[conspire] Black Friday Deal

Rick Moen rick at linuxmafia.com
Thu Nov 15 14:47:08 PST 2012


Quoting Paul Zander (paulz at ieee.org):

> I was given a flyer with Black Friday offer from Dell:
> 
>   Inspiron 15 laptop for a Member-Exclusive price of $299.99
> 
> Is this a deal "not to be missed"?  or should I just check the Fry's ads?
> 
> Given that Dell uses an assortment of parts, how likely is this to be
> Linux compatible?  

Short answer: very likely, especially if you avoid the 'Dell' (Broadcom)
wireless option.


Point 1, Problem:  'Dell Inspiron 15' is a marketing term.  It fails to
specify even the exact Dell model.  There may be multiple actual models
that bear that marketing name.  One is the Dell Inspiron 15 model N5040,
which use a motherboard based on the Intel HM57 chipset.  Another is
model I15-156B.  Another is I15N-2728BK.  Another is model 1564.
Another is model 1545.  Which is the one you're being offered by the
Dell flyer?  God only knows.

Point 2, Acknowledgement:  You are correct that one of the big problems
with people's queries about Dell units is that they, _even_ more than
the other big hardware OEMs, practices component-du-jour parts
acquisition.

Part of that is Dell's continual scrounging for cheap supply lines, and
part of it is user psychology:  Dell customers are conditioned to think
'Oh, it has the Dell logo' and not worry about what the box actually
contains.  This syndrome goes right down to the component level even
when they _do_ bother to specify the part names.  For example:

The laptop's wifi is going to be one of various choices.  One online
source (*COUGH* dell.com *COUGH*) says it's going to be one of these:

  Dell Wireless 1397 802.11g Mini-Card 
  Dell Wireless 1515 Wireless-N Mini-Card
  Intel Next-Gen Wireless-N Mini-card

That (alleged) information is, as a one-time boss of mine used to say,
'almost useful'.  The third line says basically 'some Intel
miniPCI-format wireless card supporting IEEE 802.11n protocols, but
we're not going to bother your pretty little head by telling you which
one.'  The other two lines are even worse:  Dell actually doesn't make
miniPCI wireless cards; they just rebrand other people's card.  So,
which are these ones they're talking about?  God only knows.
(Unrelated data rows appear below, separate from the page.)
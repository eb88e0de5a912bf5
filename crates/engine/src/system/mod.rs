//! System abstraction for filesystem and process operations
//!
//! Every read and every mutation performed while reading, applying, or
//! adding goes through a [`System`]. Backends compose as decorators around
//! [`RealSystem`]:
//!
//! - [`ReadOnlySystem`]: fails every mutation
//! - [`DryRunSystem`]: turns every mutation into a successful no-op
//! - [`GitDiffSystem`]: writes a git-style diff of each mutation
//! - [`DebugSystem`]: logs every call
//!
//! Sinks implement the same trait so one apply algorithm can write an
//! archive or a dump instead of touching the filesystem:
//! [`DumpSystem`], [`TarWriterSystem`], [`ZipWriterSystem`], and the
//! read-only [`ArchiveReaderSystem`].
//!
//! Decorators own the system they wrap. Blanket implementations for `&S`,
//! `Box<S>`, and `Rc<S>` let them wrap borrowed or shared systems too.

mod archive_reader;
mod debug;
mod dry_run;
mod dump;
mod git_diff;
mod read_only;
mod real;
mod tar_writer;
mod zip_writer;

pub use archive_reader::{ArchiveFormat, ArchiveReaderSystem};
pub use debug::DebugSystem;
pub use dry_run::DryRunSystem;
pub use dump::{DumpEntry, DumpSystem};
pub use git_diff::GitDiffSystem;
pub use read_only::ReadOnlySystem;
pub use real::RealSystem;
pub use tar_writer::TarWriterSystem;
pub use zip_writer::ZipWriterSystem;

use crate::error::{Error, Result};
use hearth_core::path::{AbsPath, RelPath};
use std::fmt;
use std::rc::Rc;

/// Kind of a filesystem entry
#[derive(Debug, Clone, Copy, PartialEq, Eq, Hash)]
pub enum FileKind {
    /// A directory
    Dir,
    /// A regular file
    File,
    /// A symbolic link
    Symlink,
    /// Anything else (sockets, devices, ...)
    Other,
}

/// Metadata about one filesystem entry
#[derive(Debug, Clone, PartialEq, Eq)]
pub struct FileInfo {
    /// Base name
    pub name: String,
    /// Entry kind
    pub kind: FileKind,
    /// Permission bits
    pub perm: u32,
    /// Size in bytes
    pub size: u64,
}

impl FileInfo {
    /// Whether this is a directory
    pub fn is_dir(&self) -> bool {
        self.kind == FileKind::Dir
    }

    /// Whether this is a regular file
    pub fn is_file(&self) -> bool {
        self.kind == FileKind::File
    }

    /// Whether this is a symbolic link
    pub fn is_symlink(&self) -> bool {
        self.kind == FileKind::Symlink
    }
}

/// An external command
#[derive(Debug, Clone, Default, PartialEq, Eq)]
pub struct Cmd {
    /// Program to run
    pub program: String,
    /// Arguments
    pub args: Vec<String>,
    /// Working directory
    pub dir: Option<AbsPath>,
    /// Bytes fed to standard input
    pub stdin: Option<Vec<u8>>,
}

impl Cmd {
    /// A command with no arguments
    pub fn new(program: impl Into<String>) -> Self {
        Cmd {
            program: program.into(),
            ..Self::default()
        }
    }

    /// Append arguments
    #[must_use]
    pub fn args<I, S>(mut self, args: I) -> Self
    where
        I: IntoIterator<Item = S>,
        S: Into<String>,
    {
        self.args.extend(args.into_iter().map(Into::into));
        self
    }

    /// Set the working directory
    #[must_use]
    pub fn dir(mut self, dir: AbsPath) -> Self {
        self.dir = Some(dir);
        self
    }

    /// Set standard input
    #[must_use]
    pub fn stdin(mut self, stdin: Vec<u8>) -> Self {
        self.stdin = Some(stdin);
        self
    }
}

impl fmt::Display for Cmd {
    fn fmt(&self, f: &mut fmt::Formatter<'_>) -> fmt::Result {
        f.write_str(&self.program)?;
        for arg in &self.args {
            write!(f, " {arg}")?;
        }
        Ok(())
    }
}

/// Capability surface for all filesystem and process operations
pub trait System {
    /// Change the permission bits of `path`
    fn chmod(&self, path: &AbsPath, perm: u32) -> Result<()>;

    /// Find paths under `base` matching the slash-separated `pattern`
    fn glob(&self, base: &AbsPath, pattern: &str) -> Result<Vec<AbsPath>>;

    /// Metadata of `path`, not following a final symlink
    fn lstat(&self, path: &AbsPath) -> Result<FileInfo>;

    /// Metadata of `path`, following symlinks
    fn stat(&self, path: &AbsPath) -> Result<FileInfo>;

    /// Create a single directory
    fn mkdir(&self, path: &AbsPath, perm: u32) -> Result<()>;

    /// Resolve `path` through any virtualization
    fn raw_path(&self, path: &AbsPath) -> Result<AbsPath> {
        Ok(path.clone())
    }

    /// Entries of a directory, sorted by name
    fn read_dir(&self, path: &AbsPath) -> Result<Vec<FileInfo>>;

    /// Contents of a file
    fn read_file(&self, path: &AbsPath) -> Result<Vec<u8>>;

    /// Target of a symlink
    fn readlink(&self, path: &AbsPath) -> Result<String>;

    /// Remove a file or empty directory
    fn remove(&self, path: &AbsPath) -> Result<()>;

    /// Remove `path` and everything below it
    fn remove_all(&self, path: &AbsPath) -> Result<()>;

    /// Rename `old` to `new`
    fn rename(&self, old: &AbsPath, new: &AbsPath) -> Result<()>;

    /// Run a command for its side effects
    fn run_cmd(&self, cmd: &Cmd) -> Result<()>;

    /// Run a command that does not mutate anything and capture its output
    ///
    /// Dry-run and read-only decorators still run these.
    fn idempotent_cmd_output(&self, cmd: &Cmd) -> Result<Vec<u8>>;

    /// Run a script with the given contents in `dir`
    fn run_script(&self, name: &RelPath, dir: &AbsPath, data: &[u8]) -> Result<()>;

    /// Write a file, replacing any existing one
    fn write_file(&self, path: &AbsPath, data: &[u8], perm: u32) -> Result<()>;

    /// Create a symlink at `newname` pointing to `oldname`
    fn write_symlink(&self, oldname: &str, newname: &AbsPath) -> Result<()>;
}

macro_rules! forward_system {
    ($($ty:ty),*) => {$(
        impl<S: System + ?Sized> System for $ty {
            fn chmod(&self, path: &AbsPath, perm: u32) -> Result<()> {
                (**self).chmod(path, perm)
            }
            fn glob(&self, base: &AbsPath, pattern: &str) -> Result<Vec<AbsPath>> {
                (**self).glob(base, pattern)
            }
            fn lstat(&self, path: &AbsPath) -> Result<FileInfo> {
                (**self).lstat(path)
            }
            fn stat(&self, path: &AbsPath) -> Result<FileInfo> {
                (**self).stat(path)
            }
            fn mkdir(&self, path: &AbsPath, perm: u32) -> Result<()> {
                (**self).mkdir(path, perm)
            }
            fn raw_path(&self, path: &AbsPath) -> Result<AbsPath> {
                (**self).raw_path(path)
            }
            fn read_dir(&self, path: &AbsPath) -> Result<Vec<FileInfo>> {
                (**self).read_dir(path)
            }
            fn read_file(&self, path: &AbsPath) -> Result<Vec<u8>> {
                (**self).read_file(path)
            }
            fn readlink(&self, path: &AbsPath) -> Result<String> {
                (**self).readlink(path)
            }
            fn remove(&self, path: &AbsPath) -> Result<()> {
                (**self).remove(path)
            }
            fn remove_all(&self, path: &AbsPath) -> Result<()> {
                (**self).remove_all(path)
            }
            fn rename(&self, old: &AbsPath, new: &AbsPath) -> Result<()> {
                (**self).rename(old, new)
            }
            fn run_cmd(&self, cmd: &Cmd) -> Result<()> {
                (**self).run_cmd(cmd)
            }
            fn idempotent_cmd_output(&self, cmd: &Cmd) -> Result<Vec<u8>> {
                (**self).idempotent_cmd_output(cmd)
            }
            fn run_script(&self, name: &RelPath, dir: &AbsPath, data: &[u8]) -> Result<()> {
                (**self).run_script(name, dir, data)
            }
            fn write_file(&self, path: &AbsPath, data: &[u8], perm: u32) -> Result<()> {
                (**self).write_file(path, data, perm)
            }
            fn write_symlink(&self, oldname: &str, newname: &AbsPath) -> Result<()> {
                (**self).write_symlink(oldname, newname)
            }
        }
    )*};
}

forward_system!(&S, Box<S>, Rc<S>);

/// The error returned when a sink has nothing at `path`
pub(crate) fn not_found(path: &AbsPath) -> Error {
    Error::Metadata {
        path: path.clone(),
        source: std::io::Error::from(std::io::ErrorKind::NotFound),
    }
}

/// The error returned by sinks for operations they cannot perform
pub(crate) fn unsupported(op: &'static str, path: &AbsPath) -> Error {
    Error::Unsupported {
        op,
        path: path.clone(),
    }
}

/// Metadata of `path`, or `None` if it does not exist
pub fn lstat_opt(system: &dyn System, path: &AbsPath) -> Result<Option<FileInfo>> {
    match system.lstat(path) {
        Ok(info) => Ok(Some(info)),
        Err(e) if e.is_not_found() => Ok(None),
        Err(e) => Err(e),
    }
}

/// Create `path` and any missing parents
pub fn mkdir_all(system: &dyn System, path: &AbsPath, perm: u32) -> Result<()> {
    match lstat_opt(system, path)? {
        Some(info) if info.is_dir() => return Ok(()),
        Some(_) => {
            return Err(Error::DirectoryCreate {
                path: path.clone(),
                source: std::io::Error::from(std::io::ErrorKind::AlreadyExists),
            });
        }
        None => {}
    }
    if let Some(parent) = path.parent() {
        mkdir_all(system, &parent, perm)?;
    }
    system.mkdir(path, perm)
}

/// Path of `path` relative to `base`, falling back to the full path
pub(crate) fn display_rel(path: &AbsPath, base: &AbsPath) -> String {
    path.strip_prefix(base)
        .map_or_else(|_| path.to_slash(), |rel| rel.as_str().to_string())
}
So, you're in a doubtful situation because Dell has not bothered to
truly inform you about what product is being offered.  This page claims
to cover multiple Inspiron 15 models (but _not_ Inspiron 15R ones):
http://www.linlap.com/dell_inspiron_15

Basically, it claims that everything will Just Work[tm] on modern Linux
distributions as long as you get the Intel miniPCI wifi card.   If you
get one of the so-called 'Dell' miniPCI wifi cards, which are claimed to
be some (unspecified) Broadcom chip that requires the dodgy out-of-tree
and proprietary 'linux_sta' (aka 'broadcom_sta') driver, and thus
requiring a whole lot of thankless work if you're too stupid to just
yank the cruddy Broadcom miniPCI card out, repurpose it as landfill, and
replace it with one that doesn't suck as badly.

I hope that helps (better than solicitations for Christian's personal
501(c)(3) nonprofit, anyway).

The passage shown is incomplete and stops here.